Review of Crawl (2019) by Hnestlyonthesly — 07 Oct 2019
Wife asked me two questions afterwards over the phone: “Does she save the dad?” and “Does she actually trap the alligator in the shower?” I have seen this film for the express purpose of being able to answer these questions for you, dear reader. The trailer does in fact make it seem like there are a finite number of alligators, maybe four or five, and that one of the Big Showdowns will be the way in which Haley is able to successfully trick an alligator to follow her into a shower stall, but shockingly, there isn’t really a decisive showdown in the film. The gators end up being sort of secondary to the storm in a way that is both disappointing and gratifying, because it means that basically the film which is billed as a monster flick is actually more of an escape the house flick, which has a different set of rules. The gator she blinds about ten minutes into her entrance into the basement never comes up again. Actually, I’m hard-pressed to think of any gator who appears in more than a single shot in the film. I would be more upset about this misrepresentation if I had had any expectations of the quality of this movie in the first place. To be honest, I know the score when I’m the only **** in the movie theater not seeing The Lion King or The Art of Self-Defense.

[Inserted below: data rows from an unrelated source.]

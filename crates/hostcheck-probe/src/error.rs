//! Probe error types.

use std::time::Duration;

use thiserror::Error;

/// Why a probe produced no HTTP response.
///
/// Only [`ProbeError::Proxy`] is considered transient: the path through the
/// forward proxy failed, which says nothing about the target host.
#[derive(Debug, Clone, Error, PartialEq, Eq)]
pub enum ProbeError {
    #[error("proxy error: {0}")]
    Proxy(String),

    #[error("invalid url {url}: {reason}")]
    InvalidUrl { url: String, reason: String },

    #[error("invalid proxy {url}: {reason}")]
    InvalidProxy { url: String, reason: String },

    #[error("connection failed: {0}")]
    Connect(String),

    #[error("connect timed out after {0:?}")]
    ConnectTimeout(Duration),

    #[error("tls error: {0}")]
    Tls(String),

    #[error("request failed: {0}")]
    Http(String),

    #[error("probe task failed: {0}")]
    Task(String),
}

impl ProbeError {
    /// Whether the failure belongs to the retryable proxy-layer class.
    pub fn is_proxy_failure(&self) -> bool {
        matches!(self, ProbeError::Proxy(_))
    }
}
//! Domain types for the hostcheck store.

use std::fmt;

use serde::{Deserialize, Serialize};

/// Latency stored when none was measured (probe errored).
pub const UNKNOWN_LATENCY: f64 = -1.0;

/// Reachability class of a host.
#[derive(Debug, Clone, Copy, Serialize, Deserialize, PartialEq, Eq, Hash)]
#[serde(rename_all = "UPPERCASE")]
pub enum HostStatus {
    /// Answered with HTTP 200.
    Up,
    /// Answered with another status, or did not answer in time.
    Down,
    /// The probe itself failed.
    Error,
}

impl HostStatus {
    pub fn as_str(&self) -> &'static str {
        match self {
            HostStatus::Up => "UP",
            HostStatus::Down => "DOWN",
            HostStatus::Error => "ERROR",
        }
    }
}

impl fmt::Display for HostStatus {
    fn fmt(&self, f: &mut fmt::Formatter<'_>) -> fmt::Result {
        f.pad(self.as_str())
    }
}

/// Classified result of probing one host, handed to the persistence writer.
#[derive(Debug, Clone, Serialize, Deserialize, PartialEq)]
pub struct StatusRecord {
    pub hostname: String,
    pub status: HostStatus,
    /// Empty for `Up`.
    pub reason: String,
    /// Seconds; `None` when no latency is known.
    pub latency: Option<f64>,
    /// Unix timestamp (seconds) of classification.
    pub updated: u64,
}

/// Persisted row: the latest known state of a host.
#[derive(Debug, Clone, Serialize, Deserialize, PartialEq)]
pub struct HostRecord {
    pub hostname: String,
    /// Stored under the `type` column name.
    #[serde(rename = "type")]
    pub status: HostStatus,
    pub reason: String,
    /// Seconds, or [`UNKNOWN_LATENCY`].
    pub latency: f64,
    /// Unix timestamp (seconds) of the first write for this host.
    pub added: u64,
    /// Unix timestamp (seconds) of the latest write for this host.
    pub updated: u64,
}

impl HostRecord {
    /// Row for a host seen for the first time.
    pub fn first_seen(record: &StatusRecord) -> Self {
        Self {
            hostname: record.hostname.clone(),
            status: record.status,
            reason: record.reason.clone(),
            latency: record.latency.unwrap_or(UNKNOWN_LATENCY),
            added: record.updated,
            updated: record.updated,
        }
    }

    /// This row overwritten by a newer observation. `added` is kept.
    pub fn merged(&self, record: &StatusRecord) -> Self {
        Self {
            added: self.added,
            ..Self::first_seen(record)
        }
    }

    pub fn table_key(&self) -> &str {
        &self.hostname
    }
}
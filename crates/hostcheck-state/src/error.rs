//! Error types for the hostcheck state store.

use thiserror::Error;

/// Result type alias for state store operations.
pub type StateResult<T> = Result<T, StateError>;

/// Errors that can occur during state store operations.
#[derive(Debug, Error)]
pub enum StateError {
    #[error("failed to open database: {0}")]
    Open(String),

    #[error("transaction error: {0}")]
    Transaction(String),

    #[error("table error: {0}")]
    Table(String),

    #[error("read error: {0}")]
    Read(String),

    #[error("write error: {0}")]
    Write(String),

    #[error("serialization error: {0}")]
    Serialize(String),

    #[error("deserialization error: {0}")]
    Deserialize(String),
}

/// Convert any `Display` error into a `StateError` variant via a closure factory.
macro_rules! map_err {
    ($variant:ident) => {
        |e| $crate::error::StateError::$variant(e.to_string())
    };
}

pub(crate) use map_err;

The trailer to this movie is barely longer than the movie itself and shows you a shot from just about every scene but the last one. There are some scenes in the movie that seem like they were devised for the sole purpose of being included in the sizzle reel, cf. the six seconds when Haley has a gun in her possession in order to shoot the crocodile that has attacked her for taking the gun in the first place. For a movie that’s called “crawl,” there isn’t really that much crawling, either the swim-style or the baby-style. The basement fills up too quickly for much of that signature crawling you see in the trailer. The ending is mercifully abrupt, as if the film anticipates the audience’s rising impatience with the premise. The lack of talk about flood insurance and water damage is a little curious, sounds like a nightmare for their future finances, but I suppose Dave really didn’t have a lot of marketable skills beyond coaching his daughter’s swimming apparently, so maybe that financial point was moot already.
You should know better, but I’m not gonna judge.
Slate’s Keith Phipps’s line of how this film is a “throwback for a simpler time” got stuck in my head a few weeks ago.
This review of Crawl (2019) was written by Hnestlyonthesly on 07 Oct 2019.
Crawl has generally received positive reviews.